◆ MATERIALS PROVIDED
▼▼▼
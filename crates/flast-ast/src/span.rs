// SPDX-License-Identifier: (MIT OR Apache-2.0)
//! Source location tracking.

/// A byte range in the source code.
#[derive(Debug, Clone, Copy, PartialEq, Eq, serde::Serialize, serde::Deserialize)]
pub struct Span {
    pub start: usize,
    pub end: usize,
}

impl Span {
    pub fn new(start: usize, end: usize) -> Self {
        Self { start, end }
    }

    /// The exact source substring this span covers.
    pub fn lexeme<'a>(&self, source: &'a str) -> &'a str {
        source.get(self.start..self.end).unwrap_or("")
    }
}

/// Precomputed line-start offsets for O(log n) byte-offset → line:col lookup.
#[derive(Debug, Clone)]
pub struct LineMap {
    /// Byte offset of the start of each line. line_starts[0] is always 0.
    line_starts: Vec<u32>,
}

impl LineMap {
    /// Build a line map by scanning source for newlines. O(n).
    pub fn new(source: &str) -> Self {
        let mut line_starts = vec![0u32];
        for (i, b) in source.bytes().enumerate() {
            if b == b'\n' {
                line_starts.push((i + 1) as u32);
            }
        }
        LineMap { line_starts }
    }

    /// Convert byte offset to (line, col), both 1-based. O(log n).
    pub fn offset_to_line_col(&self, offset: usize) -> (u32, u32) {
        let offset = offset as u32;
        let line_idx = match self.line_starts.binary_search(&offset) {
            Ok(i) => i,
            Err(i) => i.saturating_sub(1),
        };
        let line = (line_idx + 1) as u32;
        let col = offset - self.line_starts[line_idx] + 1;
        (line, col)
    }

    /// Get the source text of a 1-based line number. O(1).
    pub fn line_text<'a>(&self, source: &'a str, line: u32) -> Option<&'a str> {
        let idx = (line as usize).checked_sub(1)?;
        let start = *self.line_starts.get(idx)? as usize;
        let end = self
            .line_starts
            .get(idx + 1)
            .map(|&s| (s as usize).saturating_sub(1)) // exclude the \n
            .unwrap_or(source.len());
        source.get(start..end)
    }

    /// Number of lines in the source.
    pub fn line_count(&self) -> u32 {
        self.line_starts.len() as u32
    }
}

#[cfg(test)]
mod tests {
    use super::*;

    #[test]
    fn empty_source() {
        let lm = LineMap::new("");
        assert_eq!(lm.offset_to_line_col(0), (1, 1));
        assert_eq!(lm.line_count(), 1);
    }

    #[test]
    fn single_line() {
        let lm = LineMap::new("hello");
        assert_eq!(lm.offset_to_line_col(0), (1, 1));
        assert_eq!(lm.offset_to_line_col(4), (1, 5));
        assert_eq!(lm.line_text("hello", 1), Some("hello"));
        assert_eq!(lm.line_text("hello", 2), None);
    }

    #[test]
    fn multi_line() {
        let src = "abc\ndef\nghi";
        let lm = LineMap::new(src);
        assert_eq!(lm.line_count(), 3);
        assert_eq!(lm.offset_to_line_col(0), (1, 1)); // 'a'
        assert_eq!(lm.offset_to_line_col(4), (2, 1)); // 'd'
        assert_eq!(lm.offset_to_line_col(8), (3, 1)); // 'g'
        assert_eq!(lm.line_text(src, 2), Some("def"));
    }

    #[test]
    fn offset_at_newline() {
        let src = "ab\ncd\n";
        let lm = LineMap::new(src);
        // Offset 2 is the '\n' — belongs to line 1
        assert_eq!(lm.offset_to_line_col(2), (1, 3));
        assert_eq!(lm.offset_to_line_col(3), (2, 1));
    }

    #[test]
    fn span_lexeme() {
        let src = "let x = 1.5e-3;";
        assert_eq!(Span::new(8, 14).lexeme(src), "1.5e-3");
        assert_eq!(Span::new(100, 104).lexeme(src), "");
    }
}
▲▲▲
◆ EXERCISE OBJECTIVE
Every single entry is to be retyped exactly.

◆ ANSWER TO THIS EXERCISE
filename crates/flast-ast/src/span.rs
// SPDX-License-Identifier: (MIT OR Apache-2.0)
//! Source location tracking.

/// A byte range in the source code.
#[derive(Debug, Clone, Copy, PartialEq, Eq, serde::Serialize, serde::Deserialize)]
pub struct Span {
    pub start: usize,
    pub end: usize,
}

impl Span {
    pub fn new(start: usize, end: usize) -> Self {
        Self { start, end }
    }

    /// The exact source substring this span covers.
    pub fn lexeme<'a>(&self, source: &'a str) -> &'a str {
        source.get(self.start..self.end).unwrap_or("")
    }
}

/// Precomputed line-start offsets for O(log n) byte-offset → line:col lookup.
#[derive(Debug, Clone)]
pub struct LineMap {
    /// Byte offset of the start of each line. line_starts[0] is always 0.
    line_starts: Vec<u32>,
}

impl LineMap {
    /// Build a line map by scanning source for newlines. O(n).
    pub fn new(source: &str) -> Self {
        let mut line_starts = vec![0u32];
        for (i, b) in source.bytes().enumerate() {
            if b == b'\n' {
                line_starts.push((i + 1) as u32);
            }
        }
        LineMap { line_starts }
    }

    /// Convert byte offset to (line, col), both 1-based. O(log n).
    pub fn offset_to_line_col(&self, offset: usize) -> (u32, u32) {
        let offset = offset as u32;
        let line_idx = match self.line_starts.binary_search(&offset) {
            Ok(i) => i,
            Err(i) => i.saturating_sub(1),
        };
        let line = (line_idx + 1) as u32;
        let col = offset - self.line_starts[line_idx] + 1;
        (line, col)
    }

    /// Get the source text of a 1-based line number. O(1).
    pub fn line_text<'a>(&self, source: &'a str, line: u32) -> Option<&'a str> {
        let idx = (line as usize).checked_sub(1)?;
        let start = *self.line_starts.get(idx)? as usize;
        let end = self
            .line_starts
            .get(idx + 1)
            .map(|&s| (s as usize).saturating_sub(1)) // exclude the \n
            .unwrap_or(source.len());
        source.get(start..end)
    }

    /// Number of lines in the source.
    pub fn line_count(&self) -> u32 {
        self.line_starts.len() as u32
    }
}

#[cfg(test)]
mod tests {
    use super::*;

    #[test]
    fn empty_source() {
        let lm = LineMap::new("");
        assert_eq!(lm.offset_to_line_col(0), (1, 1));
        assert_eq!(lm.line_count(), 1);
    }

    #[test]
    fn single_line() {
        let lm = LineMap::new("hello");
        assert_eq!(lm.offset_to_line_col(0), (1, 1));
        assert_eq!(lm.offset_to_line_col(4), (1, 5));
        assert_eq!(lm.line_text("hello", 1), Some("hello"));
        assert_eq!(lm.line_text("hello", 2), None);
    }

    #[test]
    fn multi_line() {
        let src = "abc\ndef\nghi";
        let lm = LineMap::new(src);
        assert_eq!(lm.line_count(), 3);
        assert_eq!(lm.offset_to_line_col(0), (1, 1)); // 'a'
        assert_eq!(lm.offset_to_line_col(4), (2, 1)); // 'd'
        assert_eq!(lm.offset_to_line_col(8), (3, 1)); // 'g'
        assert_eq!(lm.line_text(src, 2), Some("def"));
    }

    #[test]
    fn offset_at_newline() {
        let src = "ab\ncd\n";
        let lm = LineMap::new(src);
        // Offset 2 is the '\n' — belongs to line 1
        assert_eq!(lm.offset_to_line_col(2), (1, 3));
        assert_eq!(lm.offset_to_line_col(3), (2, 1));
    }

    #[test]
    fn span_lexeme() {
        let src = "let x = 1.5e-3;";
        assert_eq!(Span::new(8, 14).lexeme(src), "1.5e-3");
        assert_eq!(Span::new(100, 104).lexeme(src), "");
    }
}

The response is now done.